• **Task brief**
Go through the records and copy each line where the word "system" occurs.

▬▬▬

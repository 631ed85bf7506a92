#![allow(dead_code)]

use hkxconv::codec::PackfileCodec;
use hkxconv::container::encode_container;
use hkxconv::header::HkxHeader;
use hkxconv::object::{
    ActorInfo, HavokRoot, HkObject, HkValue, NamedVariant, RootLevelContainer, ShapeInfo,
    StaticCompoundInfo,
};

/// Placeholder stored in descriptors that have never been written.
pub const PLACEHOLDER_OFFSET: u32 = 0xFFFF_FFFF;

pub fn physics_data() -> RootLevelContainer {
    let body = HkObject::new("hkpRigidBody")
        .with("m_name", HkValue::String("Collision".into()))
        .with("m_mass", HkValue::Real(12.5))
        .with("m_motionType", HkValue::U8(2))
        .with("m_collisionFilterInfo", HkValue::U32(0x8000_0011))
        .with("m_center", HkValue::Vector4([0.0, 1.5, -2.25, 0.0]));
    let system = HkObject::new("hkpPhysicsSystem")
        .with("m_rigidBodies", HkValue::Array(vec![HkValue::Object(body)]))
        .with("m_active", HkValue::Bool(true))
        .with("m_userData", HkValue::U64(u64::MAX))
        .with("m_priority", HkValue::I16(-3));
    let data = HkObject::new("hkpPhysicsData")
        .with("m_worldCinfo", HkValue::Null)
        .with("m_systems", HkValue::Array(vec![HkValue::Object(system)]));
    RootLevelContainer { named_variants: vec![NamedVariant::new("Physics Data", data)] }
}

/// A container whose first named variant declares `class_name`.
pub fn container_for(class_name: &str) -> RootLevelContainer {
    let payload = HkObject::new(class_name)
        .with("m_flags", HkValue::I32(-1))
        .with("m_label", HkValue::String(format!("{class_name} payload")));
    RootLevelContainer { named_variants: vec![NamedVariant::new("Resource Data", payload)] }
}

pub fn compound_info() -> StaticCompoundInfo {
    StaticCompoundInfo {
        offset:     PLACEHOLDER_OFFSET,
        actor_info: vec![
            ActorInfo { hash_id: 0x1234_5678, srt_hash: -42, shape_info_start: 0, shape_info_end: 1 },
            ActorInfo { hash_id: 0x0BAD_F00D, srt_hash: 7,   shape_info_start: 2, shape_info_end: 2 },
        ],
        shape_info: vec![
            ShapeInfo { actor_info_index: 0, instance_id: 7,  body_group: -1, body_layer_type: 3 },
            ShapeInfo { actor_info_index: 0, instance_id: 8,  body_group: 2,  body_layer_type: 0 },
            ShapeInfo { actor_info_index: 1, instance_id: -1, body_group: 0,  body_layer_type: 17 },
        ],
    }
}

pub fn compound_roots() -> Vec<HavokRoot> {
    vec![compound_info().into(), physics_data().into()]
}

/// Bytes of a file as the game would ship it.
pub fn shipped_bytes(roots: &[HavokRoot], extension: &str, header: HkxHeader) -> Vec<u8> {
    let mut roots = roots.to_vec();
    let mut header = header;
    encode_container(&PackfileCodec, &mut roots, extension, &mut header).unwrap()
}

▬▬▬

• **Output for this exercise**
    let system = HkObject::new("hkpPhysicsSystem")
        .with("m_systems", HkValue::Array(vec![HkValue::Object(system)]));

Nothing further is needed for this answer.